A: Without TLS: (1) Digest passwords are sent as plaintext hashes — sniffable and replayable. (2) All znode data (potentially sensitive config, secrets) is visible on the network. (3) Inter-server replication traffic is unencrypted — an attacker could inject fake proposals. TLS protects: client-to-server (port 2181/2281), follower-to-leader (2888), and election (3888). Mutual TLS (client certificates) provides both encryption and authentication in one mechanism. Always enable TLS in production — it's the foundation that makes other security mechanisms meaningful.

Common Mistakes

🔓

Running without authentication in production

Leaving the default 'world:anyone' ACL on all znodes. Any client that can reach port 2181 has full read/write access to all coordination data.

✅Enable SASL or digest authentication. Set restrictive ACLs on all znodes. Use requireClientAuthScheme=sasl in zoo.cfg to reject unauthenticated connections entirely.

📡

Using digest auth without TLS

Digest authentication hashes the password but sends it in cleartext. Anyone sniffing the network can capture the hash and replay it to authenticate.

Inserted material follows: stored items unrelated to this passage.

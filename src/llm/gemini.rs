//! Gemini `generateContent` client

use std::sync::Arc;
use std::time::Duration;

use async_trait::async_trait;
use log::{debug, warn};
use reqwest::{Client as HttpClient, StatusCode};
use serde_json::{Value, json};

use super::{
    LlmResult, ModelAnswer, ProfileAssessment, SkillComparator, SkillExtractor, SkillMatch, SkillRequirement,
    prompts, response, retry,
};
use super::retry::RetryPolicy;
use crate::client::models::{Issue, Repository, UserProfile};
use crate::clock::Clock;
use crate::error::LlmError;
use crate::profile::TechProfile;

/// Default generateContent endpoint
pub const DEFAULT_LLM_URL: &str =
    "https://generativelanguage.googleapis.com/v1beta/models/gemini-2.0-flash:generateContent";

/// Language-model client for skill extraction and comparison
pub struct GeminiClient {
    http: HttpClient,
    url: String,
    api_key: String,
    retry: RetryPolicy,
    clock: Arc<dyn Clock>,
}

impl GeminiClient {
    pub fn new(
        api_key: impl Into<String>,
        url: &str,
        retry: RetryPolicy,
        clock: Arc<dyn Clock>,
    ) -> Result<Self, LlmError> {
        let http = HttpClient::builder()
            .timeout(Duration::from_secs(60))
            .build()
            .map_err(|e| LlmError::Network(e.to_string()))?;

        Ok(Self {
            http,
            url: url.to_string(),
            api_key: api_key.into(),
            retry,
            clock,
        })
    }

    /// One POST, with the status mapped onto [`LlmError`]
    async fn post(&self, body: &Value) -> Result<Value, LlmError> {
        let response = self
            .http
            .post(&self.url)
            .query(&[("key", self.api_key.as_str())])
            .json(body)
            .send()
            .await?;

        let status = response.status();
        match status {
            StatusCode::OK => response
                .json::<Value>()
                .await
                .map_err(|e| LlmError::InvalidResponse(e.to_string())),
            StatusCode::TOO_MANY_REQUESTS => {
                let retry_after = response
                    .headers()
                    .get("retry-after")
                    .and_then(|v| v.to_str().ok())
                    .and_then(|v| v.trim().parse::<u64>().ok())
                    .map(Duration::from_secs);
                Err(LlmError::RateLimited { retry_after })
            }
            _ => {
                let body = response.text().await.unwrap_or_default();
                Err(LlmError::Status {
                    status: status.as_u16(),
                    body,
                })
            }
        }
    }

    /// Send a prompt and decode the JSON object the model answers with.
    ///
    /// An object with none of the answer type's members is no result.
    async fn generate<T: ModelAnswer>(&self, prompt: String) -> LlmResult<T> {
        let text = prompt + prompts::JSON_ONLY_SUFFIX;
        let body = json!({
            "contents": [{
                "parts": [{ "text": text }]
            }]
        });

        debug!("LLM request ({} bytes of prompt)", text.len());
        let raw = retry::with_backoff(&self.retry, self.clock.as_ref(), || self.post(&body)).await?;

        let Some(answer) = response::extract_json(&raw) else {
            return Ok(None);
        };
        if !response::recognizes(&answer, T::KEYS) {
            warn!("LLM answer has none of the expected members: {}", answer);
            return Ok(None);
        }
        match serde_json::from_value(answer) {
            Ok(value) => Ok(Some(value)),
            Err(e) => {
                warn!("LLM answer has an unexpected shape: {}", e);
                Ok(None)
            }
        }
    }
}

#[async_trait]
impl SkillExtractor for GeminiClient {
    async fn extract_requirements(&self, issue: &Issue) -> LlmResult<SkillRequirement> {
        self.generate(prompts::issue_requirements(issue)).await
    }

    async fn assess_profile(
        &self,
        profile: &UserProfile,
        repositories: &[Repository],
    ) -> LlmResult<ProfileAssessment> {
        self.generate(prompts::assess_profile(profile, repositories))
            .await
    }
}

#[async_trait]
impl SkillComparator for GeminiClient {
    async fn compare(
        &self,
        tech: &TechProfile,
        required: &SkillRequirement,
    ) -> LlmResult<SkillMatch> {
        self.generate(prompts::compare_skills(tech, required)).await
    }
}

#[cfg(test)]
mod tests {
    use super::*;
    use crate::clock::ManualClock;
    use crate::llm::MatchLevel;

    fn client(server: &mockito::ServerGuard, clock: Arc<ManualClock>) -> GeminiClient {
        GeminiClient::new(
            "test-key",
            &format!("{}/v1beta/models/test:generateContent", server.url()),
            RetryPolicy::default(),
            clock,
        )
        .unwrap()
    }

    fn answer(text: &str) -> String {
        json!({"candidates": [{"content": {"parts": [{"text": text}]}}]}).to_string()
    }

    fn issue() -> Issue {
        Issue {
            number: 1,
            title: "Add Rust bindings".to_string(),
            ..Default::default()
        }
    }

    #[tokio::test]
    async fn test_extract_requirements() {
        let mut server = mockito::Server::new_async().await;
        let _m = server
            .mock("POST", "/v1beta/models/test:generateContent")
            .match_query(mockito::Matcher::UrlEncoded("key".into(), "test-key".into()))
            .match_body(mockito::Matcher::Regex("ONLY the JSON object".into()))
            .with_status(200)
            .with_body(answer(
                "```json\n{\"required_languages\": [\"Rust\"], \"experience_level\": \"intermediate\"}\n```",
            ))
            .create_async()
            .await;

        let clock = Arc::new(ManualClock::at_epoch(0));
        let req = client(&server, clock)
            .extract_requirements(&issue())
            .await
            .unwrap()
            .unwrap();

        assert_eq!(req.required_languages, vec!["Rust"]);
        assert_eq!(req.experience_level.as_deref(), Some("intermediate"));
    }

    #[tokio::test]
    async fn test_compare_skills() {
        let mut server = mockito::Server::new_async().await;
        let _m = server
            .mock("POST", "/v1beta/models/test:generateContent")
            .match_query(mockito::Matcher::Any)
            .with_status(200)
            .with_body(answer(
                r#"{"matching_skills":["Python"],"missing_skills":[],"match_percentage":80,"match_level":"Strong Match"}"#,
            ))
            .create_async()
            .await;

        let clock = Arc::new(ManualClock::at_epoch(0));
        let result = client(&server, clock)
            .compare(&TechProfile::default(), &SkillRequirement::default())
            .await
            .unwrap()
            .unwrap();

        assert_eq!(result.match_percentage, 80.0);
        assert_eq!(result.match_level, MatchLevel::Strong);
    }

    #[tokio::test]
    async fn test_non_json_answer_is_no_result() {
        let mut server = mockito::Server::new_async().await;
        let _m = server
            .mock("POST", "/v1beta/models/test:generateContent")
            .match_query(mockito::Matcher::Any)
            .with_status(200)
            .with_body(answer("Sorry, I can't help with that."))
            .create_async()
            .await;

        let clock = Arc::new(ManualClock::at_epoch(0));
        let result = client(&server, clock)
            .extract_requirements(&issue())
            .await
            .unwrap();
        assert!(result.is_none());
    }

    #[tokio::test]
    async fn test_unrelated_object_is_no_requirement() {
        let mut server = mockito::Server::new_async().await;
        let _m = server
            .mock("POST", "/v1beta/models/test:generateContent")
            .match_query(mockito::Matcher::Any)
            .with_status(200)
            .with_body(answer(r#"{"answer": "I cannot tell"}"#))
            .create_async()
            .await;

        let clock = Arc::new(ManualClock::at_epoch(0));
        let result = client(&server, clock)
            .extract_requirements(&issue())
            .await
            .unwrap();
        assert!(result.is_none());
    }

    #[tokio::test]
    async fn test_comparison_without_percentage_is_no_match() {
        let mut server = mockito::Server::new_async().await;
        let empty = server
            .mock("POST", "/v1beta/models/test:generateContent")
            .match_query(mockito::Matcher::Any)
            .match_body(mockito::Matcher::Regex("Compare these user skills".into()))
            .with_status(200)
            .with_body(answer("{}"))
            .create_async()
            .await;

        let clock = Arc::new(ManualClock::at_epoch(0));
        let gemini = client(&server, clock);
        let result = gemini
            .compare(&TechProfile::default(), &SkillRequirement::default())
            .await
            .unwrap();
        assert!(result.is_none());
        empty.remove_async().await;

        let _partial = server
            .mock("POST", "/v1beta/models/test:generateContent")
            .match_query(mockito::Matcher::Any)
            .with_status(200)
            .with_body(answer(r#"{"matching_skills": ["Rust"], "match_level": "Strong"}"#))
            .create_async()
            .await;
        let result = gemini
            .compare(&TechProfile::default(), &SkillRequirement::default())
            .await
            .unwrap();
        assert!(result.is_none());
    }

    #[tokio::test]
    async fn test_rate_limited_retries_with_retry_after() {
        let mut server = mockito::Server::new_async().await;
        let throttled = server
            .mock("POST", "/v1beta/models/test:generateContent")
            .match_query(mockito::Matcher::Any)
            .with_status(429)
            .with_header("retry-after", "5")
            .expect(3)
            .create_async()
            .await;

        let clock = Arc::new(ManualClock::at_epoch(0));
        let result = client(&server, clock.clone())
            .extract_requirements(&issue())
            .await;

        assert!(matches!(result, Err(LlmError::RateLimited { .. })));
        assert_eq!(
            clock.sleeps(),
            vec![Duration::from_secs(5), Duration::from_secs(5)]
        );
        throttled.assert_async().await;
    }

    #[tokio::test]
    async fn test_client_error_fails_fast() {
        let mut server = mockito::Server::new_async().await;
        let bad = server
            .mock("POST", "/v1beta/models/test:generateContent")
            .match_query(mockito::Matcher::Any)
            .with_status(400)
            .with_body(r#"{"error":{"message":"API key not valid"}}"#)
            .expect(1)
            .create_async()
            .await;

        let clock = Arc::new(ManualClock::at_epoch(0));
        let result = client(&server, clock.clone())
            .extract_requirements(&issue())
            .await;

        assert!(matches!(result, Err(LlmError::Status { status: 400, .. })));
        assert!(clock.sleeps().is_empty());
        bad.assert_async().await;
    }
}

✅Always enable TLS when using digest authentication. Better yet, use SASL/Kerberos which doesn't transmit passwords at all, or x509 which uses certificates.

👶

Assuming ACLs are inherited

Setting strict ACLs on /app and assuming /app/config and /app/secrets are also protected. They're not — each znode has independent ACLs.

✅Explicitly set ACLs on every znode at creation time. Write helper functions that apply your standard ACL policy. Audit existing znodes for overly permissive ACLs.

🌐

Exposing ZooKeeper to the public internet

Not firewalling port 2181, allowing anyone on the internet to connect. Combined with no authentication, this gives full access to your coordination data.

✅Firewall all ZK ports (2181, 2888, 3888) to only allow known IPs. Place ZK in a private subnet. Use security groups or network policies. Never expose ZK to the public internet.